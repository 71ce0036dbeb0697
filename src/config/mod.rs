//! Configuration for the SharePoint client.

use crate::auth::{AuthProvider, ClientCredentialsProvider, LOGIN_URL};
use crate::errors::{ConfigurationError, SharePointError, SharePointResult};
use crate::transport::ReqwestTransport;
use crate::types::DerivationPolicy;
use secrecy::SecretString;
use std::sync::Arc;
use std::time::Duration;
use url::Url;

/// Default Microsoft Graph endpoint.
pub const DEFAULT_BASE_URL: &str = "https://graph.microsoft.com/v1.0";

/// Configuration for the SharePoint client.
#[derive(Clone)]
pub struct SharePointConfig {
    /// Authentication provider.
    pub auth_provider: Arc<dyn AuthProvider>,

    /// SharePoint host name, e.g. `contoso.sharepoint.com`.
    pub sp_domain: String,

    /// Base URL for the Graph API.
    pub base_url: Url,

    /// Azure AD login host used for client credentials.
    pub login_url: Url,

    /// Default timeout for requests.
    pub timeout: Duration,

    /// Connection timeout.
    pub connect_timeout: Duration,

    /// User agent string.
    pub user_agent: String,

    /// Pool configuration.
    pub pool: PoolConfig,

    /// How response shapes treat incomplete derivation inputs.
    pub derivation_policy: DerivationPolicy,
}

impl std::fmt::Debug for SharePointConfig {
    fn fmt(&self, f: &mut std::fmt::Formatter<'_>) -> std::fmt::Result {
        f.debug_struct("SharePointConfig")
            .field("sp_domain", &self.sp_domain)
            .field("base_url", &self.base_url.as_str())
            .field("login_url", &self.login_url.as_str())
            .field("timeout", &self.timeout)
            .field("connect_timeout", &self.connect_timeout)
            .field("user_agent", &self.user_agent)
            .field("pool", &self.pool)
            .field("derivation_policy", &self.derivation_policy)
            .finish_non_exhaustive()
    }
}

/// Connection pool configuration.
#[derive(Clone, Debug)]
pub struct PoolConfig {
    /// Maximum idle connections per host.
    pub max_idle_per_host: usize,

    /// Idle timeout.
    pub idle_timeout: Option<Duration>,
}

impl Default for PoolConfig {
    fn default() -> Self {
        Self {
            max_idle_per_host: 10,
            idle_timeout: Some(Duration::from_secs(90)),
        }
    }
}

impl SharePointConfig {
    /// Creates a new configuration builder.
    pub fn builder() -> SharePointConfigBuilder {
        SharePointConfigBuilder::new()
    }

    /// Validates the configuration.
    pub fn validate(&self) -> SharePointResult<()> {
        if self.sp_domain.trim().is_empty() {
            return Err(SharePointError::Configuration(
                ConfigurationError::InvalidConfiguration(
                    "SharePoint domain must not be empty".to_string(),
                ),
            ));
        }

        if self.sp_domain.contains('/') {
            return Err(SharePointError::Configuration(
                ConfigurationError::InvalidConfiguration(format!(
                    "SharePoint domain must be a host name, got {}",
                    self.sp_domain
                )),
            ));
        }

        check_secure(&self.base_url, "Base URL")?;
        check_secure(&self.login_url, "Login URL")?;

        Ok(())
    }
}

// Plain HTTP is accepted for loopback hosts so tests can point at a local server.
fn check_secure(url: &Url, what: &str) -> SharePointResult<()> {
    let loopback = matches!(url.host_str(), Some("localhost" | "127.0.0.1" | "[::1]"));
    if url.scheme() == "https" || (url.scheme() == "http" && loopback) {
        return Ok(());
    }
    Err(SharePointError::Configuration(
        ConfigurationError::InvalidConfiguration(format!("{} must use HTTPS", what)),
    ))
}

fn parse_url(value: &str, what: &str) -> SharePointResult<Url> {
    Url::parse(value).map_err(|e| {
        SharePointError::Configuration(ConfigurationError::InvalidUrl(format!(
            "{} {}: {}",
            what, value, e
        )))
    })
}

struct ClientCredentials {
    tenant_id: String,
    client_id: String,
    client_secret: SecretString,
}

/// Builder for SharePointConfig.
pub struct SharePointConfigBuilder {
    auth_provider: Option<Arc<dyn AuthProvider>>,
    credentials: Option<ClientCredentials>,
    sp_domain: Option<String>,
    base_url: Option<String>,
    login_url: Option<String>,
    timeout: Duration,
    connect_timeout: Duration,
    user_agent: Option<String>,
    pool: PoolConfig,
    derivation_policy: DerivationPolicy,
}

impl SharePointConfigBuilder {
    /// Creates a new builder.
    pub fn new() -> Self {
        Self {
            auth_provider: None,
            credentials: None,
            sp_domain: None,
            base_url: None,
            login_url: None,
            timeout: Duration::from_secs(300),
            connect_timeout: Duration::from_secs(30),
            user_agent: None,
            pool: PoolConfig::default(),
            derivation_policy: DerivationPolicy::default(),
        }
    }

    /// Sets the authentication provider.
    pub fn auth_provider<A: AuthProvider + 'static>(mut self, provider: A) -> Self {
        self.auth_provider = Some(Arc::new(provider));
        self
    }

    /// Sets the authentication provider from an Arc.
    pub fn auth_provider_arc(mut self, provider: Arc<dyn AuthProvider>) -> Self {
        self.auth_provider = Some(provider);
        self
    }

    /// Authenticates with an app registration's client credentials.
    ///
    /// Ignored when an explicit auth provider is also set.
    pub fn client_credentials(
        mut self,
        tenant_id: impl Into<String>,
        client_id: impl Into<String>,
        client_secret: SecretString,
    ) -> Self {
        self.credentials = Some(ClientCredentials {
            tenant_id: tenant_id.into(),
            client_id: client_id.into(),
            client_secret,
        });
        self
    }

    /// Sets the SharePoint host name.
    pub fn sp_domain(mut self, domain: impl Into<String>) -> Self {
        self.sp_domain = Some(domain.into());
        self
    }

    /// Sets the base URL.
    pub fn base_url(mut self, url: impl Into<String>) -> Self {
        self.base_url = Some(url.into());
        self
    }

    /// Sets the Azure AD login host.
    pub fn login_url(mut self, url: impl Into<String>) -> Self {
        self.login_url = Some(url.into());
        self
    }

    /// Sets the request timeout.
    pub fn timeout(mut self, timeout: Duration) -> Self {
        self.timeout = timeout;
        self
    }

    /// Sets the connection timeout.
    pub fn connect_timeout(mut self, timeout: Duration) -> Self {
        self.connect_timeout = timeout;
        self
    }

    /// Sets the user agent string.
    pub fn user_agent(mut self, ua: impl Into<String>) -> Self {
        self.user_agent = Some(ua.into());
        self
    }

    /// Sets the pool configuration.
    pub fn pool(mut self, pool: PoolConfig) -> Self {
        self.pool = pool;
        self
    }

    /// Sets the derivation policy used when normalizing responses.
    pub fn derivation_policy(mut self, policy: DerivationPolicy) -> Self {
        self.derivation_policy = policy;
        self
    }

    /// Builds the configuration.
    pub fn build(self) -> SharePointResult<SharePointConfig> {
        let base_url = parse_url(self.base_url.as_deref().unwrap_or(DEFAULT_BASE_URL), "Base URL")?;
        let login_url = parse_url(self.login_url.as_deref().unwrap_or(LOGIN_URL), "Login URL")?;

        let auth_provider = match (self.auth_provider, self.credentials) {
            (Some(provider), _) => provider,
            (None, Some(creds)) => {
                // Token requests honour the same timeouts as API requests.
                let transport =
                    ReqwestTransport::with_settings(self.timeout, self.connect_timeout, &self.pool)
                        .map_err(|e| {
                            SharePointError::configuration(format!(
                                "Failed to create token transport: {}",
                                e
                            ))
                        })?;
                Arc::new(
                    ClientCredentialsProvider::new(
                        creds.tenant_id,
                        creds.client_id,
                        creds.client_secret,
                    )
                    .with_login_url(login_url.as_str())
                    .with_transport(Arc::new(transport)),
                )
            }
            (None, None) => {
                return Err(SharePointError::Configuration(
                    ConfigurationError::MissingCredentials(
                        "Authentication provider or client credentials are required".to_string(),
                    ),
                ))
            }
        };

        let sp_domain = self.sp_domain.ok_or_else(|| {
            SharePointError::Configuration(ConfigurationError::InvalidConfiguration(
                "SharePoint domain is required".to_string(),
            ))
        })?;

        let user_agent = self
            .user_agent
            .unwrap_or_else(|| format!("integrations-sharepoint/{}", env!("CARGO_PKG_VERSION")));

        let config = SharePointConfig {
            auth_provider,
            sp_domain,
            base_url,
            login_url,
            timeout: self.timeout,
            connect_timeout: self.connect_timeout,
            user_agent,
            pool: self.pool,
            derivation_policy: self.derivation_policy,
        };

        config.validate()?;

        Ok(config)
    }
}

impl Default for SharePointConfigBuilder {
    fn default() -> Self {
        Self::new()
    }
}

#[cfg(test)]
mod tests {
    use super::*;
    use crate::mocks::MockAuthProvider;

    #[test]
    fn test_default_config() {
        let config = SharePointConfig::builder()
            .auth_provider(MockAuthProvider::new("token"))
            .sp_domain("contoso.sharepoint.com")
            .build()
            .unwrap();

        assert_eq!(config.base_url.as_str(), "https://graph.microsoft.com/v1.0");
        assert_eq!(config.login_url.as_str(), "https://login.microsoftonline.com/");
        assert_eq!(config.timeout, Duration::from_secs(300));
        assert_eq!(config.derivation_policy, DerivationPolicy::Lenient);
        assert!(config.user_agent.starts_with("integrations-sharepoint/"));
    }

    #[test]
    fn test_custom_config() {
        let config = SharePointConfig::builder()
            .client_credentials("contoso", "app", SecretString::new("secret".into()))
            .sp_domain("contoso.sharepoint.com")
            .timeout(Duration::from_secs(60))
            .user_agent("test-agent/1.0")
            .derivation_policy(DerivationPolicy::Strict)
            .build()
            .unwrap();

        assert_eq!(config.timeout, Duration::from_secs(60));
        assert_eq!(config.user_agent, "test-agent/1.0");
        assert_eq!(config.derivation_policy, DerivationPolicy::Strict);
        assert!(!format!("{:?}", config).contains("secret"));
    }

    #[test]
    fn test_missing_auth_provider() {
        let result = SharePointConfig::builder()
            .sp_domain("contoso.sharepoint.com")
            .build();
        assert!(matches!(
            result,
            Err(SharePointError::Configuration(ConfigurationError::MissingCredentials(_)))
        ));
    }

    #[test]
    fn test_domain_required() {
        let result = SharePointConfig::builder()
            .auth_provider(MockAuthProvider::new("token"))
            .sp_domain("  ")
            .build();
        assert!(result.is_err());

        let result = SharePointConfig::builder()
            .auth_provider(MockAuthProvider::new("token"))
            .build();
        assert!(result.is_err());
    }

    #[test]
    fn test_rejects_insecure_and_malformed_urls() {
        let result = SharePointConfig::builder()
            .auth_provider(MockAuthProvider::new("token"))
            .sp_domain("contoso.sharepoint.com")
            .base_url("http://graph.example.com/v1.0")
            .build();
        assert!(result.is_err());

        let result = SharePointConfig::builder()
            .auth_provider(MockAuthProvider::new("token"))
            .sp_domain("contoso.sharepoint.com")
            .base_url("not a url")
            .build();
        assert!(matches!(
            result,
            Err(SharePointError::Configuration(ConfigurationError::InvalidUrl(_)))
        ));

        let result = SharePointConfig::builder()
            .auth_provider(MockAuthProvider::new("token"))
            .sp_domain("contoso.sharepoint.com")
            .base_url("http://127.0.0.1:9000/v1.0")
            .build();
        assert!(result.is_ok());
    }
}
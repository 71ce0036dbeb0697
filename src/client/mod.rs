//! SharePoint client implementation.

use crate::auth::{AccessToken, AuthProvider};
use crate::config::{PoolConfig, SharePointConfig, SharePointConfigBuilder};
use crate::errors::{SharePointError, SharePointResult};
use crate::services::*;
use crate::transport::{HttpTransport, ReqwestTransport};
use crate::types::DerivationPolicy;
use secrecy::SecretString;
use std::sync::Arc;
use std::time::Duration;
use tracing::info;

mod executor;
pub(crate) use executor::{collection, error_from_response, parse_json};
pub use executor::{ApiRequest, RequestExecutor, ACCEPT_JSON, ACCEPT_JSON_NO_METADATA};

/// SharePoint client over Microsoft Graph.
///
/// Entry point for every operation; the services it hands out share one
/// executor, so they share the transport and the token cache.
pub struct SharePointClient {
    config: SharePointConfig,
    auth: Arc<dyn AuthProvider>,
    executor: Arc<RequestExecutor>,
}

impl SharePointClient {
    /// Creates a new client with the given configuration.
    ///
    /// # Example
    ///
    /// ```no_run
    /// use integrations_sharepoint::{SharePointClient, SharePointConfig};
    /// use secrecy::SecretString;
    ///
    /// # fn example() -> Result<(), Box<dyn std::error::Error>> {
    /// let config = SharePointConfig::builder()
    ///     .client_credentials("contoso.onmicrosoft.com", "app-id", SecretString::new("secret".into()))
    ///     .sp_domain("contoso.sharepoint.com")
    ///     .build()?;
    ///
    /// let client = SharePointClient::new(config)?;
    /// # Ok(())
    /// # }
    /// ```
    pub fn new(config: SharePointConfig) -> SharePointResult<Self> {
        let transport = ReqwestTransport::from_config(&config).map_err(|e| {
            SharePointError::configuration(format!("Failed to create transport: {}", e))
        })?;
        Self::with_transport(config, Arc::new(transport))
    }

    /// Creates a client on top of a custom transport.
    pub fn with_transport(
        config: SharePointConfig,
        transport: Arc<dyn HttpTransport>,
    ) -> SharePointResult<Self> {
        config.validate()?;

        let auth = config.auth_provider.clone();
        let executor = Arc::new(RequestExecutor::new(config.clone(), transport, auth.clone()));

        Ok(Self {
            config,
            auth,
            executor,
        })
    }

    /// Creates a new client builder.
    pub fn builder() -> SharePointClientBuilder {
        SharePointClientBuilder::new()
    }

    /// Fetches an access token now instead of on the first request.
    pub async fn authenticate(&self) -> SharePointResult<AccessToken> {
        info!("Getting authentication token");
        let token = self
            .auth
            .get_access_token()
            .await
            .map_err(SharePointError::Authentication)?;
        info!(expires_at = %token.expires_at, "Authentication successful");
        Ok(token)
    }

    /// Sites and document libraries.
    pub fn sites(&self) -> SitesService {
        SitesService::new(self.executor.clone())
    }

    /// Folder operations.
    pub fn folders(&self) -> FoldersService {
        FoldersService::new(self.executor.clone())
    }

    /// File operations and transfers.
    pub fn files(&self) -> FilesService {
        FilesService::new(self.executor.clone())
    }

    /// SharePoint lists.
    pub fn lists(&self) -> ListsService {
        ListsService::new(self.executor.clone())
    }

    /// Gets the configuration.
    pub fn config(&self) -> &SharePointConfig {
        &self.config
    }

    /// Gets the request executor (for advanced use cases).
    pub fn executor(&self) -> &Arc<RequestExecutor> {
        &self.executor
    }
}

/// Builder for SharePointClient.
pub struct SharePointClientBuilder {
    config_builder: SharePointConfigBuilder,
    transport: Option<Arc<dyn HttpTransport>>,
}

impl SharePointClientBuilder {
    /// Creates a new builder.
    pub fn new() -> Self {
        Self {
            config_builder: SharePointConfig::builder(),
            transport: None,
        }
    }

    /// Sets the authentication provider.
    pub fn auth_provider<A: AuthProvider + 'static>(mut self, provider: A) -> Self {
        self.config_builder = self.config_builder.auth_provider(provider);
        self
    }

    /// Sets the authentication provider from an Arc.
    pub fn auth_provider_arc(mut self, provider: Arc<dyn AuthProvider>) -> Self {
        self.config_builder = self.config_builder.auth_provider_arc(provider);
        self
    }

    /// Authenticates with client credentials.
    pub fn client_credentials(
        mut self,
        tenant_id: impl Into<String>,
        client_id: impl Into<String>,
        client_secret: SecretString,
    ) -> Self {
        self.config_builder = self
            .config_builder
            .client_credentials(tenant_id, client_id, client_secret);
        self
    }

    /// Sets the SharePoint host name.
    pub fn sp_domain(mut self, domain: impl Into<String>) -> Self {
        self.config_builder = self.config_builder.sp_domain(domain);
        self
    }

    /// Sets the base URL.
    pub fn base_url(mut self, url: impl Into<String>) -> Self {
        self.config_builder = self.config_builder.base_url(url);
        self
    }

    /// Sets the Azure AD login host.
    pub fn login_url(mut self, url: impl Into<String>) -> Self {
        self.config_builder = self.config_builder.login_url(url);
        self
    }

    /// Sets the timeout.
    pub fn timeout(mut self, timeout: Duration) -> Self {
        self.config_builder = self.config_builder.timeout(timeout);
        self
    }

    /// Sets the connection timeout.
    pub fn connect_timeout(mut self, timeout: Duration) -> Self {
        self.config_builder = self.config_builder.connect_timeout(timeout);
        self
    }

    /// Sets the user agent.
    pub fn user_agent(mut self, ua: impl Into<String>) -> Self {
        self.config_builder = self.config_builder.user_agent(ua);
        self
    }

    /// Sets the pool configuration.
    pub fn pool(mut self, pool: PoolConfig) -> Self {
        self.config_builder = self.config_builder.pool(pool);
        self
    }

    /// Sets the derivation policy.
    pub fn derivation_policy(mut self, policy: DerivationPolicy) -> Self {
        self.config_builder = self.config_builder.derivation_policy(policy);
        self
    }

    /// Uses a custom transport instead of reqwest.
    pub fn transport(mut self, transport: Arc<dyn HttpTransport>) -> Self {
        self.transport = Some(transport);
        self
    }

    /// Builds the client.
    pub fn build(self) -> SharePointResult<SharePointClient> {
        let config = self.config_builder.build()?;
        match self.transport {
            Some(transport) => SharePointClient::with_transport(config, transport),
            None => SharePointClient::new(config),
        }
    }
}

impl Default for SharePointClientBuilder {
    fn default() -> Self {
        Self::new()
    }
}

WHAT IS REQUIRED
Please copy the lines in the records above between the one holding "self.sp_domain = Some(domain.into());" and the one holding "the user agent string.", inclusive, exactly and with no other line.

SOLUTION TO THIS EXERCISE
        self.sp_domain = Some(domain.into());
        self
    }

    /// Sets the base URL.
    pub fn base_url(mut self, url: impl Into<String>) -> Self {
        self.base_url = Some(url.into());
        self
    }

    /// Sets the Azure AD login host.
    pub fn login_url(mut self, url: impl Into<String>) -> Self {
        self.login_url = Some(url.into());
        self
    }

    /// Sets the request timeout.
    pub fn timeout(mut self, timeout: Duration) -> Self {
        self.timeout = timeout;
        self
    }

    /// Sets the connection timeout.
    pub fn connect_timeout(mut self, timeout: Duration) -> Self {
        self.connect_timeout = timeout;
        self
    }

    /// Sets the user agent string.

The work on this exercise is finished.